■ Exercise instructions ■
Output nothing but the lines from the first line of the entries to the line with "pub enum PushError", inclusive, exactly as they read.

Dataset section start

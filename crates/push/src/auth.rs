//! Private-channel authorization.
//!
//! Before subscribing to `private-user.{id}` the client must obtain a
//! signature from the backend's broadcasting-auth endpoint, proving the
//! bearer credential is allowed on that channel.

use serde::Deserialize;

/// Errors from the push transport layer.
///
/// These never surface to the tracking caller; the listener logs them
/// and degrades to polling-only mode.
#[derive(Debug, thiserror::Error)]
pub enum PushError {
    /// The WebSocket connection could not be established.
    #[error("Push connection failed: {0}")]
    Connect(String),

    /// Channel authorization was rejected or unreachable.
    #[error("Channel authorization failed: {0}")]
    Auth(String),

    /// A malformed or unexpected frame on an established connection.
    #[error("Push protocol error: {0}")]
    Protocol(String),
}

/// Response of the authorization endpoint.
#[derive(Debug, Deserialize)]
struct AuthResponse {
    auth: String,
}

/// Request a subscription signature for a private channel.
///
/// POSTs `{socket_id, channel_name}` with the bearer token and returns
/// the opaque `auth` signature to include in the subscribe frame.
pub async fn authorize_channel(
    http: &reqwest::Client,
    auth_endpoint: &str,
    token: &str,
    socket_id: &str,
    channel: &str,
) -> Result<String, PushError> {
    let response = http
        .post(auth_endpoint)
        .bearer_auth(token)
        .json(&serde_json::json!({
            "socket_id": socket_id,
            "channel_name": channel,
        }))
        .send()
        .await
        .map_err(|e| PushError::Auth(e.to_string()))?;

    let status = response.status();
    if !status.is_success() {
        return Err(PushError::Auth(format!(
            "auth endpoint returned {status} for {channel}"
        )));
    }

    let body: AuthResponse = response
        .json()
        .await
        .map_err(|e| PushError::Auth(e.to_string()))?;

    Ok(body.auth)
}
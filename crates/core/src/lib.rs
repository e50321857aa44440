//! Domain types and pure logic for proposal-generation tracking.
//!
//! Defines the [`ProposalSnapshot`] lattice (status ordering, monotonic
//! field merge), the full [`Proposal`] record, the push-channel update
//! payload, and validated generation requests.  No I/O lives here.

pub mod merge;
pub mod proposal;
pub mod request;
pub mod status;

/// Backend proposal ids are integer primary keys.
pub type ProposalId = i64;

/// All timestamps are UTC.
pub type Timestamp = chrono::DateTime<chrono::Utc>;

Dataset section end

■ Finished exercise ■
filename crates/push/src/auth.rs
//! Private-channel authorization.
//!
//! Before subscribing to `private-user.{id}` the client must obtain a
//! signature from the backend's broadcasting-auth endpoint, proving the
//! bearer credential is allowed on that channel.

use serde::Deserialize;

/// Errors from the push transport layer.
///
/// These never surface to the tracking caller; the listener logs them
/// and degrades to polling-only mode.
#[derive(Debug, thiserror::Error)]
pub enum PushError {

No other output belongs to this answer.